The Federal Reserve’s Inspector General revealed the findings of a 16-month investigation into two big Ron Paul conspiracy theories this week, publishing a new report that claims to disprove Paul’s allegations that the central bank played a role in the Watergate scandal and helped facilitate weapons loans to Iraq in the 1980s.The watchdog investigation was requested in 2010 by then-House Financial Services Committee Chair Barney Frank, after Paul questioned Federal Reserve Chair Ben Bernanke about the charges during a Congressional hearing. The resulting report examines whether:
- The cash used by the Watergate burglars “came through the Federal Reserve.”
- Federal Reserve officials “stonewalled” Congressional inquires about the investigations into the 1970s scandal.
- The Federal Reserve “facilitated a $5.5 billion loan to Saddam Hussein” to help the Iraqi leader buy U.S. weapons in the 1980s.
After more than a year of surprisingly extensive fieldwork, the federal watchdog “did not find any evidence of undue political influence with Federal Reserve officials related to the 1972 Water gate burglary or Iraq weapons purchases during the 1980s,” according to a letter from the Fed’s inspector general to Bernanke included in the report.
It is actually pretty fascinating to see how the federal watchdog went about debunking the obscure conspiracy theories. Here are the highlights from the report:
- When the Watergate burglars were arrested, police found 44 new $100 bills in their possession, some of which were sequentially numbered. The OIG’s investigation found no evidence that Fed officials could have provided the burglars with the cash.
- Right before the Watergate burglary, there was a well-publicised theft at the Federal Reserve Bank of Philadelphia, one of the banks that distributed some of the $100 bills found on the Watergate burglars. The OIG analysed the theft but did not find any connection between the cash stolen and the cash found on the burglars, because the theft involved only “unfit” bills that had been taken out of circulation.

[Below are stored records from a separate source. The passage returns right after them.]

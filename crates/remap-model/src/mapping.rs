//! Ordered find/replace mapping.

use std::collections::HashMap;

/// A single literal substitution rule.
#[derive(Debug, Clone, PartialEq, Eq)]
pub struct MappingEntry {
    pub find: String,
    pub replace: String,
}

impl MappingEntry {
    pub fn new(find: impl Into<String>, replace: impl Into<String>) -> Self {
        Self {
            find: find.into(),
            replace: replace.into(),
        }
    }
}

/// Ordered collection of [`MappingEntry`] keyed by the find string.
///
/// Iteration order is first-seen insertion order. The table is immutable once
/// built; use [`MappingTableBuilder`] to construct one.
#[derive(Debug, Clone, Default, PartialEq, Eq)]
pub struct MappingTable {
    entries: Vec<MappingEntry>,
    index: HashMap<String, usize>,
}

impl MappingTable {
    /// Returns the number of rules.
    pub fn len(&self) -> usize {
        self.entries.len()
    }

    /// Returns true if there are no rules.
    pub fn is_empty(&self) -> bool {
        self.entries.is_empty()
    }

    /// Returns the replacement registered for `find`.
    pub fn get(&self, find: &str) -> Option<&str> {
        self.index
            .get(find)
            .map(|&idx| self.entries[idx].replace.as_str())
    }

    /// Returns true if `find` is a key of this table.
    pub fn contains(&self, find: &str) -> bool {
        self.index.contains_key(find)
    }

    /// Iterates the rules in insertion order.
    pub fn iter(&self) -> std::slice::Iter<'_, MappingEntry> {
        self.entries.iter()
    }
}

impl<'a> IntoIterator for &'a MappingTable {
    type Item = &'a MappingEntry;
    type IntoIter = std::slice::Iter<'a, MappingEntry>;

    fn into_iter(self) -> Self::IntoIter {
        self.iter()
    }
}

/// Outcome of [`MappingTableBuilder::insert`].
#[derive(Debug, Clone, Copy, PartialEq, Eq)]
pub enum Insertion {
    /// The find string was new and has been added.
    Inserted,
    /// The find string already existed; the first replacement was kept.
    Duplicate,
}

/// Accumulates rules in order, keeping the first replacement for each key.
#[derive(Debug, Default)]
pub struct MappingTableBuilder {
    table: MappingTable,
}

impl MappingTableBuilder {
    pub fn new() -> Self {
        Self::default()
    }

    /// Adds a rule unless `find` is already present. Existing rules are never
    /// overwritten.
    pub fn insert(&mut self, find: impl Into<String>, replace: impl Into<String>) -> Insertion {
        let find = find.into();
        if self.table.index.contains_key(&find) {
            return Insertion::Duplicate;
        }
        self.table
            .index
            .insert(find.clone(), self.table.entries.len());
        self.table.entries.push(MappingEntry::new(find, replace));
        Insertion::Inserted
    }

    pub fn contains(&self, find: &str) -> bool {
        self.table.contains(find)
    }

    pub fn build(self) -> MappingTable {
        self.table
    }
}

impl FromIterator<MappingEntry> for MappingTable {
    /// Collects entries with first-occurrence-wins semantics.
    fn from_iter<I: IntoIterator<Item = MappingEntry>>(iter: I) -> Self {
        let mut builder = MappingTableBuilder::new();
        for entry in iter {
            builder.insert(entry.find, entry.replace);
        }
        builder.build()
    }
}

#[cfg(test)]
mod tests {
    use super::*;

    #[test]
    fn builder_keeps_first_value() {
        let mut builder = MappingTableBuilder::new();
        assert_eq!(builder.insert("x", "1"), Insertion::Inserted);
        assert_eq!(builder.insert("x", "2"), Insertion::Duplicate);
        let table = builder.build();
        assert_eq!(table.len(), 1);
        assert_eq!(table.get("x"), Some("1"));
    }

    #[test]
    fn iteration_follows_insertion_order() {
        let table: MappingTable = [
            MappingEntry::new("c", "3"),
            MappingEntry::new("a", "1"),
            MappingEntry::new("b", "2"),
        ]
        .into_iter()
        .collect();
        let finds: Vec<&str> = table.iter().map(|e| e.find.as_str()).collect();
        assert_eq!(finds, vec!["c", "a", "b"]);
    }

    #[test]
    fn empty_replacement_is_allowed() {
        let mut builder = MappingTableBuilder::new();
        builder.insert("drop me", "");
        let table = builder.build();
        assert_eq!(table.get("drop me"), Some(""));
        assert!(!table.contains("missing"));
    }
}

- With regards to Paul’s allegation that the Fed “stonewalled” Congressional investigations, the OIG found that “the Board’s decision not to provide information [about the source of the money] requested by congressional members and staff was consistent with the U.S. Attorney’s Office advising the Board at the time to not disclose the information because such disclosure may impede the investigation and jeopardize the subsequent prosecution.” This finding is actually a little suspect, given that Nixon’s revolving Attorneys General were at the centre of the Watergate scandal. According to the report’s timeline, Richard Kleindienst would have been the Attorney General in charge when the Board was asked to withhold information from Congress. Although he was never charged with anything, Kleindienst was intimately involved in the Watergate coverup and resigned amid the scandal. So while there may not have been any inappropriate political interference between the AG and the Fed, it is tough to accept the claim without more evidence.

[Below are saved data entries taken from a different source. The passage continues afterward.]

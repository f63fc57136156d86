//! YAML run configuration.
//!
//! The file is deserialized into raw records that mirror the YAML layout, then
//! checked against the filesystem once and turned into immutable [`Config`]
//! values. Nothing past this module re-validates paths or encodings.
//!
//! ```yaml
//! INPUT:
//!   ORIGINAL_TXTS:
//!     FOLDER_PATH: ./txts
//!     ENCODING: utf-8
//!   REPLACE_MAPPING_CSV:
//!     PATH: ./mapping.csv
//!     ENCODING: utf-8
//!     FIND_STRING_COLUMN: find
//!     REPLACE_STRING_COLUMN: replace
//! OUTPUT:
//!   FOLDER_PATH: ./out
//! ```
//!
//! `ENCODING` takes a WHATWG label (`utf-8`, `shift_jis`, `euc-kr`,
//! `windows-1252`, `utf-16le`, ...) or a common codec name such as `cp932`,
//! `utf_8` or `utf-8-sig`. `ascii` and `latin1` both mean `windows-1252`.
//! `utf-8-sig` is read as `utf-8`; a BOM is stripped from the mapping CSV and
//! kept in texts either way.

use std::path::{Path, PathBuf};

use remap_ingest::{
    CsvSource, EncodingName, IngestError, ensure_empty_dir, ensure_file, list_text_files,
};
use serde::Deserialize;
use thiserror::Error;

#[derive(Debug, Error)]
pub enum ConfigError {
    #[error("failed to read config {path}: {source}")]
    Read {
        path: PathBuf,
        #[source]
        source: std::io::Error,
    },

    #[error("failed to parse config {path}: {source}")]
    Parse {
        path: PathBuf,
        #[source]
        source: serde_yaml::Error,
    },

    #[error("invalid {field}: {source}")]
    Invalid {
        field: &'static str,
        #[source]
        source: IngestError,
    },

    #[error("exactly one of INPUT.ORIGINAL_TXTS and INPUT.ORIGINAL_TXT must be set")]
    TextInputChoice,
}

pub type Result<T> = std::result::Result<T, ConfigError>;

#[derive(Debug, Deserialize)]
#[serde(rename_all = "SCREAMING_SNAKE_CASE", deny_unknown_fields)]
struct RawConfig {
    input: RawInput,
    output: RawOutput,
}

#[derive(Debug, Deserialize)]
#[serde(rename_all = "SCREAMING_SNAKE_CASE", deny_unknown_fields)]
struct RawInput {
    original_txts: Option<RawTxtsInFolder>,
    original_txt: Option<RawTxtFile>,
    replace_mapping_csv: RawMappingCsv,
}

#[derive(Debug, Deserialize)]
#[serde(rename_all = "SCREAMING_SNAKE_CASE", deny_unknown_fields)]
struct RawTxtsInFolder {
    folder_path: String,
    encoding: EncodingName,
}

#[derive(Debug, Deserialize)]
#[serde(rename_all = "SCREAMING_SNAKE_CASE", deny_unknown_fields)]
struct RawTxtFile {
    path: String,
    encoding: EncodingName,
}

#[derive(Debug, Deserialize)]
#[serde(rename_all = "SCREAMING_SNAKE_CASE", deny_unknown_fields)]
struct RawMappingCsv {
    path: String,
    encoding: EncodingName,
    find_string_column: String,
    replace_string_column: String,
}

#[derive(Debug, Deserialize)]
#[serde(rename_all = "SCREAMING_SNAKE_CASE", deny_unknown_fields)]
struct RawOutput {
    folder_path: String,
}

/// Validated run configuration.
#[derive(Debug, Clone)]
pub struct Config {
    pub input: InputConfig,
    pub output: OutputConfig,
}

#[derive(Debug, Clone)]
pub struct InputConfig {
    pub texts: TextInput,
    pub mapping_csv: MappingCsvConfig,
}

/// Where the input texts come from.
#[derive(Debug, Clone, PartialEq, Eq)]
pub enum TextOrigin {
    /// Every file in a folder.
    Folder(PathBuf),
    /// A single file.
    File(PathBuf),
}

/// Input texts sharing one encoding.
#[derive(Debug, Clone)]
pub struct TextInput {
    pub origin: TextOrigin,
    pub encoding: EncodingName,
    /// Files to process, sorted by file name.
    pub paths: Vec<PathBuf>,
}

/// Mapping CSV location and the two columns to read.
#[derive(Debug, Clone)]
pub struct MappingCsvConfig {
    pub path: PathBuf,
    pub encoding: EncodingName,
    pub find_column: String,
    pub replace_column: String,
}

impl MappingCsvConfig {
    pub fn source(&self) -> CsvSource {
        CsvSource::new(&self.path, self.encoding)
    }
}

#[derive(Debug, Clone)]
pub struct OutputConfig {
    /// Existing, initially empty folder for the substituted texts.
    pub folder_path: PathBuf,
}

impl Config {
    /// Reads and validates a YAML configuration file.
    pub fn from_yaml_file(path: &Path) -> Result<Self> {
        let contents = std::fs::read_to_string(path).map_err(|e| ConfigError::Read {
            path: path.to_path_buf(),
            source: e,
        })?;
        let raw: RawConfig =
            serde_yaml::from_str(&contents).map_err(|e| ConfigError::Parse {
                path: path.to_path_buf(),
                source: e,
            })?;
        Self::validate(raw)
    }

    /// Validates configuration given as YAML text.
    pub fn from_yaml_str(contents: &str) -> Result<Self> {
        let raw: RawConfig = serde_yaml::from_str(contents).map_err(|e| ConfigError::Parse {
            path: PathBuf::from("<inline>"),
            source: e,
        })?;
        Self::validate(raw)
    }

    fn validate(raw: RawConfig) -> Result<Self> {
        let RawConfig { input, output } = raw;

        let texts = match (input.original_txts, input.original_txt) {
            (Some(folder), None) => {
                let folder_path = clean_path(&folder.folder_path);
                let paths = list_text_files(&folder_path)
                    .map_err(invalid("INPUT.ORIGINAL_TXTS.FOLDER_PATH"))?;
                TextInput {
                    origin: TextOrigin::Folder(folder_path),
                    encoding: folder.encoding,
                    paths,
                }
            }
            (None, Some(file)) => {
                let path = clean_path(&file.path);
                ensure_file(&path).map_err(invalid("INPUT.ORIGINAL_TXT.PATH"))?;
                TextInput {
                    origin: TextOrigin::File(path.clone()),
                    encoding: file.encoding,
                    paths: vec![path],
                }
            }
            _ => return Err(ConfigError::TextInputChoice),
        };

        let csv = input.replace_mapping_csv;
        let csv_path = clean_path(&csv.path);
        ensure_file(&csv_path).map_err(invalid("INPUT.REPLACE_MAPPING_CSV.PATH"))?;

        let output_folder = clean_path(&output.folder_path);
        ensure_empty_dir(&output_folder).map_err(invalid("OUTPUT.FOLDER_PATH"))?;

        Ok(Self {
            input: InputConfig {
                texts,
                mapping_csv: MappingCsvConfig {
                    path: csv_path,
                    encoding: csv.encoding,
                    find_column: csv.find_string_column,
                    replace_column: csv.replace_string_column,
                },
            },
            output: OutputConfig {
                folder_path: output_folder,
            },
        })
    }
}

fn clean_path(raw: &str) -> PathBuf {
    PathBuf::from(raw.trim())
}

fn invalid(field: &'static str) -> impl Fn(IngestError) -> ConfigError {
    move |source| ConfigError::Invalid { field, source }
}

- To address the allegations about Iraq weapons loan, the OIG looked at the relationship between Federal Reserve officials and BNL-Atlanta, a branch of the Italian bank Banca Nazionale that was involved in extending $5.5 billion in unauthorised loans to Iraq in the 1980s. A 1989 FBI investigation into BNL-Atlanta found that the Iraq loan transactions weren’t recorded or reported to banking regulators, and were concealed in a secret set of books that were moved back and forth between employees’ homes and cars. Several BNL-Atlanta employees were eventually charged in the case.
- Some of of BNL-Atlanta’s credit arrangements to Iraq were financed through a USDA export guarantee program. After the unauthorised transactions were discovered there was speculation that Iraq had misused funds from the programs, possibly by bartering U.S. agricultural commodities for weapons.
- The Federal Reserve Board, along with other federal agencies, participated in USDA’s export guarantee programs through its advisory body, the National Advisory Council On Monetary and Financial Policies. According to the OIG report, the Board repeatedly raised concerns about Iraq’s creditworthiness” and the amount of the propose guarantees to other members of the NAC. The OIG’s investigation didn’t find any evidence of undue political interference with Fed officials familiar with the NAC or any indication that the Board used its NAC role to facilitate BNL-Atlanta’s loans to Iraq.
It is not clear if Ron Paul, a longtime Fed critic, will be satisfied with the inspector general’s version of events, and it’s doubtful that the new report will curb his calls to abolish the central bank. We’ve emailed Paul’s press secretary to see what he thinks about the report, and will update when we hear back.